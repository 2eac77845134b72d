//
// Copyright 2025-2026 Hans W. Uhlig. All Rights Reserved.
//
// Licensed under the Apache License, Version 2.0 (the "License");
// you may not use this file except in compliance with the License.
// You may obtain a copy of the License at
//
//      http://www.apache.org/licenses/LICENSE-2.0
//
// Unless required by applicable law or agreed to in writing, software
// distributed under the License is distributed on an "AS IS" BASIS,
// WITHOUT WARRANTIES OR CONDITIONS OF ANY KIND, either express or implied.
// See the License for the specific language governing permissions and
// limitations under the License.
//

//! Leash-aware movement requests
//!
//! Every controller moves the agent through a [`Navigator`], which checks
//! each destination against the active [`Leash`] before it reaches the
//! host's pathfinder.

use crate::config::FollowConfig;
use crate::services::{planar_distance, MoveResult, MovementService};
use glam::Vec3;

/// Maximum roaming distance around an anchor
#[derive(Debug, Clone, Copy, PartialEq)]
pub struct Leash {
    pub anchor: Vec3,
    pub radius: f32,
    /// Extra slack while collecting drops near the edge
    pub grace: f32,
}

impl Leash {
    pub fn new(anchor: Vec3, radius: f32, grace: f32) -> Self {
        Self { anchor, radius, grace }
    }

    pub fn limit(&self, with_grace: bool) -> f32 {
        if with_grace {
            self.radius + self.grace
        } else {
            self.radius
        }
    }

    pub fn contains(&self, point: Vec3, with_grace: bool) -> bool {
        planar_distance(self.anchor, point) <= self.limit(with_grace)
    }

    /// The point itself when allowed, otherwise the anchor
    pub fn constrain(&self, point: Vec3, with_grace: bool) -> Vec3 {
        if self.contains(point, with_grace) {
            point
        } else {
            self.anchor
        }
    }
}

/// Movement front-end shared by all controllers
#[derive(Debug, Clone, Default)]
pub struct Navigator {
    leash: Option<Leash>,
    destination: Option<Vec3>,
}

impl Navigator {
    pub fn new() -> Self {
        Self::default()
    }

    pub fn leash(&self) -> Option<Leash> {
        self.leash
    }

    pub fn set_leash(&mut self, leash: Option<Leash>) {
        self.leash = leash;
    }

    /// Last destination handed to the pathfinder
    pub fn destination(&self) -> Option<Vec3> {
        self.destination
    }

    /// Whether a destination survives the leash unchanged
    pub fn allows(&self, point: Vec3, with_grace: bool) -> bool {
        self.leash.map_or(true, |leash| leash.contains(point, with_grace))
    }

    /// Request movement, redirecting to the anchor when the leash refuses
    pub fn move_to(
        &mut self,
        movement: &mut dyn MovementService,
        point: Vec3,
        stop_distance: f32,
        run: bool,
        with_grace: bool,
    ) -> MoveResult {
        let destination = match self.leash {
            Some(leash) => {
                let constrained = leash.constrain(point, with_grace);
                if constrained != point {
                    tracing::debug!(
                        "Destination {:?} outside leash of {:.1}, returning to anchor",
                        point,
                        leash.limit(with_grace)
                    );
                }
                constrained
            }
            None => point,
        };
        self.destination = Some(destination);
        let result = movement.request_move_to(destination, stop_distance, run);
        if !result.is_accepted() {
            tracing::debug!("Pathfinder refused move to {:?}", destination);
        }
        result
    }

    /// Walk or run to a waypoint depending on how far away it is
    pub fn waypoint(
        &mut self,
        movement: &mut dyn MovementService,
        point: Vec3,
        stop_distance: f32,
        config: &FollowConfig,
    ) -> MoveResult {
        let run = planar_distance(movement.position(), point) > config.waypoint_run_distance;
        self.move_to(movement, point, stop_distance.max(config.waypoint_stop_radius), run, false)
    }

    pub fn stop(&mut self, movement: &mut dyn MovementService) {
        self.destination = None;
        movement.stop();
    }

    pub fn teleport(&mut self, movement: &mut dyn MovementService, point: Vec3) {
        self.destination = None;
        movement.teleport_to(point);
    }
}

··········

#### Problem to work on
Output each entry exactly as written, leaving none out.

#### Finished exercise
repository 2eac77845134b72d
//
// Copyright 2025-2026 Hans W. Uhlig. All Rights Reserved.
//
// Licensed under the Apache License, Version 2.0 (the "License");
// you may not use this file except in compliance with the License.
// You may obtain a copy of the License at
//
//      http://www.apache.org/licenses/LICENSE-2.0
//
// Unless required by applicable law or agreed to in writing, software
// distributed under the License is distributed on an "AS IS" BASIS,
// WITHOUT WARRANTIES OR CONDITIONS OF ANY KIND, either express or implied.
// See the License for the specific language governing permissions and
// limitations under the License.
//

//! Leash-aware movement requests
//!
//! Every controller moves the agent through a [`Navigator`], which checks
//! each destination against the active [`Leash`] before it reaches the
//! host's pathfinder.

use crate::config::FollowConfig;
use crate::services::{planar_distance, MoveResult, MovementService};
use glam::Vec3;

/// Maximum roaming distance around an anchor
#[derive(Debug, Clone, Copy, PartialEq)]
pub struct Leash {
    pub anchor: Vec3,
    pub radius: f32,
    /// Extra slack while collecting drops near the edge
    pub grace: f32,
}

impl Leash {
    pub fn new(anchor: Vec3, radius: f32, grace: f32) -> Self {
        Self { anchor, radius, grace }
    }

    pub fn limit(&self, with_grace: bool) -> f32 {
        if with_grace {
            self.radius + self.grace
        } else {
            self.radius
        }
    }

    pub fn contains(&self, point: Vec3, with_grace: bool) -> bool {
        planar_distance(self.anchor, point) <= self.limit(with_grace)
    }

    /// The point itself when allowed, otherwise the anchor
    pub fn constrain(&self, point: Vec3, with_grace: bool) -> Vec3 {
        if self.contains(point, with_grace) {
            point
        } else {
            self.anchor
        }
    }
}

/// Movement front-end shared by all controllers
#[derive(Debug, Clone, Default)]
pub struct Navigator {
    leash: Option<Leash>,
    destination: Option<Vec3>,
}

impl Navigator {
    pub fn new() -> Self {
        Self::default()
    }

    pub fn leash(&self) -> Option<Leash> {
        self.leash
    }

    pub fn set_leash(&mut self, leash: Option<Leash>) {
        self.leash = leash;
    }

    /// Last destination handed to the pathfinder
    pub fn destination(&self) -> Option<Vec3> {
        self.destination
    }

    /// Whether a destination survives the leash unchanged
    pub fn allows(&self, point: Vec3, with_grace: bool) -> bool {
        self.leash.map_or(true, |leash| leash.contains(point, with_grace))
    }

    /// Request movement, redirecting to the anchor when the leash refuses
    pub fn move_to(
        &mut self,
        movement: &mut dyn MovementService,
        point: Vec3,
        stop_distance: f32,
        run: bool,
        with_grace: bool,
    ) -> MoveResult {
        let destination = match self.leash {
            Some(leash) => {
                let constrained = leash.constrain(point, with_grace);
                if constrained != point {
                    tracing::debug!(
                        "Destination {:?} outside leash of {:.1}, returning to anchor",
                        point,
                        leash.limit(with_grace)
                    );
                }
                constrained
            }
            None => point,
        };
        self.destination = Some(destination);
        let result = movement.request_move_to(destination, stop_distance, run);
        if !result.is_accepted() {
            tracing::debug!("Pathfinder refused move to {:?}", destination);
        }
        result
    }

    /// Walk or run to a waypoint depending on how far away it is
    pub fn waypoint(
        &mut self,
        movement: &mut dyn MovementService,
        point: Vec3,
        stop_distance: f32,
        config: &FollowConfig,
    ) -> MoveResult {
        let run = planar_distance(movement.position(), point) > config.waypoint_run_distance;
        self.move_to(movement, point, stop_distance.max(config.waypoint_stop_radius), run, false)
    }

    pub fn stop(&mut self, movement: &mut dyn MovementService) {
        self.destination = None;
        movement.stop();
    }

    pub fn teleport(&mut self, movement: &mut dyn MovementService, point: Vec3) {
        self.destination = None;
        movement.teleport_to(point);
    }
}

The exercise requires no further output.